@***us
Ich habe nichts gegen ausgefallene Sexspiele im Gegenteil, aber mittlerweile hat normaler Sex - zumindest gefühlt - eine gewisse Exotik erreicht, wohingegen BDSM, Dreier und andere Spielchen an seine Stelle gerückt sind. Die Reize derer es bedarf, um Geilheit noch zu steigern, scheinen bei manchen auf einem sehr abgehobenen Level zu sein.
Ich bin mir selbst noch nicht sicher, ob ich das als Bereicherung und Chance oder als Verarmung und Nachteil betrachten soll...
Geht das nur mir so, oder empfindet Ihr das manchmal auch?
Sehe ich auch so. Vor Allem: Viele Leute verwechseln die Virtualität des Pornos mit dem realen Leben. In einem kommerziellen Porno ist alles gestellt. Die Mimik, die Gestik, das Gestöhne, alles mit einem Regisseur besprochen. Wie es hinter der Kamera aussieht und ob die Damen und Herren auch die Lust empfinden, die sie vor der Kamera vorgeben zu haben, ist eine andere Frage. Das Problem durch die Pornographie ist auch, dass Sexualität nur noch reduziert wird auf die paar Minuten, die in diesen Pornos gezeigt werden. In einer Porno-Dokumentation jammerte mal ein Porno-Regisseur, dass die meisten Porno-Konsumenten sich die Pornos heute schon gar nicht mehr an einem Stück ansehen wie einen richtigen Film, sondern nur noch vor- und zurückspulen zu den entsprechenden Stellen (Cumshot, AV, OV etc.), um sich so noch schneller Geilheit und einen Orgasmus verschaffen zu können. Irgendwann gewöhnt man sich aber an diesen Non-Stop-Konsum und steigt dann auf härtere Sachen um, in der Hoffnung, seine Geilheit noch schneller und noch höher zu katapultieren. Darum geht es nur noch, um immer mehr und immer schneller. Kuschelsex, Streicheln, das freudige Erwarten, das Vorspiel etc., alle diese Dinge werden gar nicht mehr wahrgenommen, weil man sich gar nicht mehr darauf einlassen kann. Man hat sich davon gewissermaßen entfremdet. Man hat den Blick für die vielen kleinen Dinge der Sexualität verloren, weil man mit Stieraugen nur noch auf ganz wenige Sachen schaut.

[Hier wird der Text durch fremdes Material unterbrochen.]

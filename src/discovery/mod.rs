//! Service-discovery catalog subsystem.
//!
//! # Data Flow
//! ```text
//! catalog snapshot (JSON array, Consul catalog shape)
//!     → catalog.rs (deserialize into CatalogRecord)
//!     → synthesis (one record → zero or more route directives)
//!
//! On catalog change:
//!     watcher.rs detects change
//!     → catalog.rs loads new snapshot
//!     → snapshot sent to the reload loop
//! ```
//!
//! # Design Decisions
//! - Records are plain data; no validation happens here
//! - A snapshot that fails to parse is dropped, the previous one stays live

pub mod catalog;
pub mod watcher;

pub use catalog::{load_catalog, CatalogError, CatalogRecord};
pub use watcher::CatalogWatcher;
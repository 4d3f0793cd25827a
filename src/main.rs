//! discovery-router command line.
//!
//! ```text
//! discovery-router routes --config router.toml        print synthesized directives
//! discovery-router lookup --config router.toml <path> match one request path
//! discovery-router watch  --config router.toml        rebuild on catalog change
//! ```

use std::path::{Path, PathBuf};
use std::process::ExitCode;
use std::sync::Arc;

use clap::{Parser, Subcommand};

use discovery_router::config::{load_config, RouterConfig};
use discovery_router::discovery::{load_catalog, CatalogWatcher};
use discovery_router::lifecycle::{signals, Reloader, Shutdown};
use discovery_router::observability::logging;
use discovery_router::routing::{builtin_registry, RoutingTable, SharedTable};
use discovery_router::synthesis::Synthesizer;

#[derive(Parser)]
#[command(name = "discovery-router")]
#[command(about = "Route synthesis and matching from a service-discovery catalog", long_about = None)]
struct Cli {
    /// Path to the TOML configuration file.
    #[arg(short, long, global = true, default_value = "router.toml")]
    config: PathBuf,

    #[command(subcommand)]
    command: Commands,
}

#[derive(Subcommand)]
enum Commands {
    /// Print one route directive per routable catalog record
    Routes,
    /// Match a request path against the compiled routing table
    Lookup {
        /// Request path, e.g. /prod/users/42
        path: String,
    },
    /// Keep the routing table in sync with the catalog file
    Watch,
}

#[tokio::main]
async fn main() -> Result<ExitCode, Box<dyn std::error::Error>> {
    let cli = Cli::parse();
    let config = load_config(&cli.config)?;
    logging::init(&config.observability)?;

    tracing::debug!(
        config = ?cli.config,
        env = %config.discovery.env,
        matcher = %config.discovery.matcher,
        "Configuration loaded"
    );

    let synthesizer = Synthesizer::new(config.discovery.synthesizer_config());
    let catalog_path = Path::new(&config.catalog.path);

    match cli.command {
        Commands::Routes => {
            let records = load_catalog(catalog_path)?;
            for record in &records {
                for directive in synthesizer.synthesize(record) {
                    println!("{directive}");
                }
            }
        }
        Commands::Lookup { path } => {
            let records = load_catalog(catalog_path)?;
            let table = RoutingTable::from_catalog(&records, &synthesizer, builtin_registry())?;
            let Some(route) = table.lookup(&path) else {
                eprintln!("no route matches {path}");
                return Ok(ExitCode::FAILURE);
            };
            println!("route   {} ({})", route.pattern, route.matcher);
            for target in &route.targets {
                println!("target  {} -> {}", target.service, target.forward_url(&path)?);
            }
        }
        Commands::Watch => watch(&config, synthesizer).await?,
    }

    Ok(ExitCode::SUCCESS)
}

async fn watch(config: &RouterConfig, synthesizer: Synthesizer) -> Result<(), Box<dyn std::error::Error>> {
    let catalog_path = Path::new(&config.catalog.path);
    let shared = Arc::new(SharedTable::default());
    let reloader = Reloader::new(shared.clone(), synthesizer, builtin_registry().clone());

    let table = reloader.apply(&load_catalog(catalog_path)?)?;
    tracing::info!(routes = table.len(), catalog = ?catalog_path, "Initial routing table ready");

    let (watcher, updates) = CatalogWatcher::new(catalog_path);
    let _watcher = watcher.run()?;

    let shutdown = Shutdown::new();
    let reload_task = tokio::spawn(reloader.run(updates, shutdown.subscribe()));

    signals::shutdown_signal().await?;
    shutdown.trigger();
    reload_task.await?;

    tracing::info!("Shutdown complete");
    Ok(())
}
//! Host address normalization.

use std::borrow::Cow;

use serde::{Deserialize, Serialize};

/// Rewrites the resolved host before it is put into a destination URL.
///
/// Selected once when the synthesizer is built, never per record.
#[derive(Debug, Clone, Copy, PartialEq, Eq, Default)]
pub enum HostSuffixPolicy {
    /// Use the host as reported.
    #[default]
    None,
    /// Append `.local` to bare hostnames (no dot, no `.local` suffix).
    /// IPv6 literals are left alone.
    AppendLocal,
}

impl HostSuffixPolicy {
    pub fn apply<'a>(&self, host: &'a str) -> Cow<'a, str> {
        match self {
            HostSuffixPolicy::None => Cow::Borrowed(host),
            HostSuffixPolicy::AppendLocal => {
                // IPv6 literals carry no dot either
                if host.contains('.') || host.contains(':') || host.ends_with(".local") {
                    Cow::Borrowed(host)
                } else {
                    Cow::Owned(format!("{host}.local"))
                }
            }
        }
    }
}

/// Configured host suffix behaviour.
#[derive(Debug, Clone, Copy, PartialEq, Eq, Default, Deserialize, Serialize)]
#[serde(rename_all = "kebab-case")]
pub enum HostSuffixMode {
    #[default]
    None,
    /// Append `.local` to bare hostnames when running on macOS.
    AppendLocalOnDarwin,
}

impl HostSuffixMode {
    /// Resolve the policy for the platform this process runs on.
    pub fn policy(&self) -> HostSuffixPolicy {
        self.policy_for(std::env::consts::OS)
    }

    /// Resolve the policy for the given `std::env::consts::OS` value.
    pub fn policy_for(&self, os: &str) -> HostSuffixPolicy {
        match self {
            HostSuffixMode::AppendLocalOnDarwin if os == "macos" => HostSuffixPolicy::AppendLocal,
            _ => HostSuffixPolicy::None,
        }
    }
}

/// Join host and port, bracketing IPv6 literals.
pub fn join_host_port(host: &str, port: u16) -> String {
    if host.contains(':') {
        format!("[{host}]:{port}")
    } else {
        format!("{host}:{port}")
    }
}
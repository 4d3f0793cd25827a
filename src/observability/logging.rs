//! Structured logging.
//!
//! # Responsibilities
//! - Initialize logging subsystem
//! - Configure log level from config and environment
//!
//! # Design Decisions
//! - Uses tracing crate for structured logging
//! - `RUST_LOG` wins over the configured level

use tracing_subscriber::{fmt, layer::SubscriberExt, util::SubscriberInitExt, util::TryInitError, EnvFilter};

use crate::config::ObservabilityConfig;

/// Filter used when `RUST_LOG` is not set.
pub fn default_filter(config: &ObservabilityConfig) -> String {
    format!("discovery_router={}", config.log_level)
}

/// Install the global subscriber. Fails if one is already installed.
pub fn init(config: &ObservabilityConfig) -> Result<(), TryInitError> {
    let filter = EnvFilter::try_from_default_env()
        .unwrap_or_else(|_| default_filter(config).into());

    tracing_subscriber::registry()
        .with(filter)
        .with(fmt::layer().with_writer(std::io::stderr))
        .try_init()
}
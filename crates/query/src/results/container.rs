//! Container selection and row collection.

use super::{QueryResults, ResultCollector};
use core::cmp::Ordering;
use core::fmt;
use hashbrown::HashSet;
use indexmap::IndexSet;
use std::sync::Arc;
use tessera_core::{StructType, Value};

/// Compares ORDER BY key vectors, one direction per key.
#[derive(Clone, Debug, Default, PartialEq, Eq)]
pub struct RowComparator {
    descending: Vec<bool>,
}

impl RowComparator {
    pub fn new(descending: Vec<bool>) -> Self {
        Self { descending }
    }

    /// Returns the number of keys.
    pub fn len(&self) -> usize {
        self.descending.len()
    }

    pub fn is_empty(&self) -> bool {
        self.descending.is_empty()
    }

    /// Compares two key vectors lexicographically.
    pub fn compare(&self, a: &[Value], b: &[Value]) -> Ordering {
        for (i, (x, y)) in a.iter().zip(b).enumerate() {
            let ord = x.cmp(y);
            let ord = if self.descending.get(i).copied().unwrap_or(false) {
                ord.reverse()
            } else {
                ord
            };
            if ord != Ordering::Equal {
                return ord;
            }
        }
        Ordering::Equal
    }
}

/// How a SELECT's rows are collected.
#[derive(Clone, Debug, Default, PartialEq, Eq)]
pub struct ContainerSpec {
    pub ordered: bool,
    pub distinct: bool,
    pub is_struct: bool,
    /// Rows already arrive in ORDER BY order, so no sorting is needed.
    pub ignore_order_by: bool,
    pub count: bool,
    pub limit: Option<usize>,
    /// ORDER BY directions.
    pub comparator: RowComparator,
}

/// The container family chosen for a spec.
#[derive(Clone, Copy, Debug, PartialEq, Eq, Hash)]
pub enum ContainerKind {
    UnorderedSet,
    UnorderedBag,
    SortedSet,
    SortedBag,
    /// Distinct rows kept in arrival order.
    LinkedSet,
    /// Rows kept in arrival order.
    LinkedBag,
    Count,
}

impl ContainerSpec {
    pub fn kind(&self) -> ContainerKind {
        match (self.count, self.ordered && !self.ignore_order_by, self.ordered, self.distinct) {
            (true, ..) => ContainerKind::Count,
            (false, true, _, true) => ContainerKind::SortedSet,
            (false, true, _, false) => ContainerKind::SortedBag,
            (false, false, true, true) => ContainerKind::LinkedSet,
            (false, false, true, false) => ContainerKind::LinkedBag,
            (false, false, false, true) => ContainerKind::UnorderedSet,
            (false, false, false, false) => ContainerKind::UnorderedBag,
        }
    }
}

impl fmt::Display for ContainerKind {
    fn fmt(&self, f: &mut fmt::Formatter<'_>) -> fmt::Result {
        let name = match self {
            ContainerKind::UnorderedSet => "unordered set",
            ContainerKind::UnorderedBag => "unordered bag",
            ContainerKind::SortedSet => "sorted set",
            ContainerKind::SortedBag => "sorted bag",
            ContainerKind::LinkedSet => "linked set",
            ContainerKind::LinkedBag => "linked bag",
            ContainerKind::Count => "count",
        };
        f.write_str(name)
    }
}

#[derive(Debug)]
struct KeyedRow {
    row: Value,
    key: Vec<Value>,
}

#[derive(Debug)]
enum Rows {
    Set(IndexSet<Value>),
    Bag(Vec<Value>),
    Sorted {
        rows: Vec<KeyedRow>,
        /// Rows held, tracked only for DISTINCT.
        seen: HashSet<Value>,
    },
    Count {
        count: usize,
        distinct: Option<IndexSet<Value>>,
    },
}

/// Collects rows for one SELECT evaluation.
#[derive(Debug)]
pub struct ResultContainer {
    spec: ContainerSpec,
    struct_type: Option<Arc<StructType>>,
    rows: Rows,
}

impl ResultContainer {
    pub fn new(spec: ContainerSpec, struct_type: Option<Arc<StructType>>) -> Self {
        let rows = match spec.kind() {
            ContainerKind::UnorderedSet | ContainerKind::LinkedSet => Rows::Set(IndexSet::new()),
            ContainerKind::UnorderedBag | ContainerKind::LinkedBag => Rows::Bag(Vec::new()),
            ContainerKind::SortedSet | ContainerKind::SortedBag => Rows::Sorted {
                rows: Vec::new(),
                seen: HashSet::new(),
            },
            ContainerKind::Count => Rows::Count {
                count: 0,
                distinct: spec.distinct.then(IndexSet::new),
            },
        };
        Self {
            spec,
            struct_type,
            rows,
        }
    }

    pub fn spec(&self) -> &ContainerSpec {
        &self.spec
    }

    pub fn kind(&self) -> ContainerKind {
        self.spec.kind()
    }

    fn at_limit(&self) -> bool {
        self.spec.limit.map_or(false, |limit| self.len() >= limit)
    }

    /// Finishes collection. When `keep_keys` is set, sorted rows keep their key
    /// values so partial results can be merged.
    pub fn finish(self, keep_keys: bool) -> QueryResults {
        let kind = self.spec.kind();
        let ordered = self.spec.ordered;
        let results = match self.rows {
            Rows::Set(rows) => {
                QueryResults::new(kind, ordered, self.struct_type, rows.into_iter().collect(), None)
            }
            Rows::Bag(rows) => QueryResults::new(kind, ordered, self.struct_type, rows, None),
            Rows::Sorted { rows, .. } => {
                let (rows, keys): (Vec<Value>, Vec<Vec<Value>>) =
                    rows.into_iter().map(|r| (r.row, r.key)).unzip();
                let keys = keep_keys.then_some(keys);
                QueryResults::new(kind, ordered, self.struct_type, rows, keys)
            }
            Rows::Count { count, distinct } => {
                let count = distinct.map_or(count, |d| d.len());
                let count = self.spec.limit.map_or(count, |l| count.min(l));
                return QueryResults::count(count);
            }
        };
        results.with_comparator(ordered.then_some(self.spec.comparator))
    }
}

impl ResultCollector for ResultContainer {
    fn add(&mut self, row: Value, sort_key: Vec<Value>) -> bool {
        let limit = self.spec.limit;
        if limit == Some(0) {
            return false;
        }
        let full = self.at_limit();
        match &mut self.rows {
            Rows::Set(rows) => {
                if full || rows.contains(&row) {
                    return false;
                }
                rows.insert(row)
            }
            Rows::Bag(rows) => {
                if full {
                    return false;
                }
                rows.push(row);
                true
            }
            Rows::Sorted { rows, seen } => {
                let distinct = self.spec.distinct;
                if distinct && seen.contains(&row) {
                    return false;
                }
                let comparator = &self.spec.comparator;
                let at = rows.partition_point(|r| comparator.compare(&r.key, &sort_key) != Ordering::Greater);
                if limit.map_or(false, |l| at >= l) {
                    return false;
                }
                if distinct {
                    seen.insert(row.clone());
                }
                rows.insert(at, KeyedRow { row, key: sort_key });
                if limit.map_or(false, |l| rows.len() > l) {
                    if let Some(evicted) = rows.pop() {
                        seen.remove(&evicted.row);
                    }
                }
                true
            }
            Rows::Count { count, distinct } => match distinct {
                Some(seen) => seen.insert(row),
                None => {
                    *count += 1;
                    true
                }
            },
        }
    }

    fn add_count(&mut self, n: usize) {
        if let Rows::Count { count, .. } = &mut self.rows {
            *count += n;
        }
    }

    fn len(&self) -> usize {
        match &self.rows {
            Rows::Set(rows) => rows.len(),
            Rows::Bag(rows) => rows.len(),
            Rows::Sorted { rows, .. } => rows.len(),
            Rows::Count { count, distinct } => distinct.as_ref().map_or(*count, |d| d.len()),
        }
    }

    fn is_full(&self) -> bool {
        match self.spec.kind() {
            ContainerKind::SortedSet | ContainerKind::SortedBag => self.spec.limit == Some(0),
            _ => self.at_limit(),
        }
    }
}
//! Query text parser.
//!
//! Recursive descent over the token stream produced by the lexer, building the
//! node arena bottom-up (children are pushed before their parent).
//!
//! Supported syntax:
//! - `SELECT [DISTINCT] (* | COUNT(*) | expr [AS name], ... | name: expr, ...)`
//! - `FROM expr [[AS] name], ... | name IN expr, ...`
//! - `WHERE`, `GROUP BY`, `ORDER BY expr [ASC|DESC]`, `LIMIT n | $n`
//! - region paths `/name`, attribute paths, method calls, `[i]` indexing
//! - `=`, `<>`, `!=`, `<`, `<=`, `>`, `>=`, `IN`, `LIKE`, `AND`, `OR`, `NOT`
//! - `IS_DEFINED(..)`, `IS_UNDEFINED(..)`, `ELEMENT(..)`, `SET(..)`, `LIST(..)`
//! - a leading `<trace>` hint

mod lexer;

use crate::ast::{
    getter_property, CollectionKind, CompiledQuery, CompiledValue, ComparisonOp, Function,
    JunctionOp, NodeId, Projection, ProjectionField, QueryBuilder, SelectNode, SelectPlan,
};
use crate::error::{QueryError, Result};
use lexer::{tokenize, Token, TokenKind};
use tessera_core::Value;

const RESERVED: &[&str] = &[
    "SELECT", "DISTINCT", "FROM", "WHERE", "GROUP", "ORDER", "BY", "LIMIT", "AND", "OR", "NOT",
    "IN", "LIKE", "AS", "ASC", "DESC",
];

const TRACE_HINT: &str = "<trace>";

/// Parses query text into an untransformed compiled query.
pub fn parse_query(text: &str) -> Result<CompiledQuery> {
    let trimmed = text.trim_start();
    let (body, traced) = match trimmed.get(..TRACE_HINT.len()) {
        Some(prefix) if prefix.eq_ignore_ascii_case(TRACE_HINT) => {
            (&trimmed[TRACE_HINT.len()..], true)
        }
        _ => (trimmed, false),
    };
    let mut parser = Parser::new(body)?;
    let root = parser.query()?;
    parser.expect_eof()?;
    Ok(parser.builder.finish(body.trim(), root, traced))
}

/// Parses an index definition: an expression over the iterators of a FROM
/// clause. Returns a query of the form `SELECT <expression> FROM <from>`.
pub fn parse_index_definition(expression: &str, from: &str) -> Result<CompiledQuery> {
    parse_query(&format!("SELECT {} FROM {}", expression, from))
}

struct Parser {
    tokens: Vec<Token>,
    pos: usize,
    builder: QueryBuilder,
}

Das Problem hierbei ist, dass man die Geilheit und die eigene Sexualität damit allmählich zerstört und immer mehr abstumpft, weil man zuviel davon bekommt. Denn um genussvollen Sex haben zu können, brauche ich Zeit, Phantasie und auch ein wenig Abstinenz. Geilheit muss sich auch erst einmal aufbauen, und das tut sie - bei mir zumindest - am Besten, wenn es nicht schnell, sondern langsam zur Sache geht. Essen schmeckt auch am Besten, wenn ich Hunger habe, und nicht, wenn ich die ganze Zeit etwas in mich hineinstopfe und immer fetter werde, weil ich meine, es geht noch mehr. Diese Sucht nach Quantität anstelle der Qualität ist es, die Genüsse zerstört. Irgendwo ist nämlich eine Grenze erreicht.
Die schönen Dinge des Lebens sollte man, auch wenn sie noch so gut sind, immer in Maßen genießen, um sie überhaupt genießen zu können. Und daher würde ich mir auch wünschen, dass wir uns wieder mehr rückbesinnen auf das ganze Drumherum der Sexualität: die Romantik, das Flirten, die Phantasie, das Kuscheln und Schmusen, das Bezirzen - und vor Allem: die Individualität und Einzigartigkeit dieser sexuellen Momente.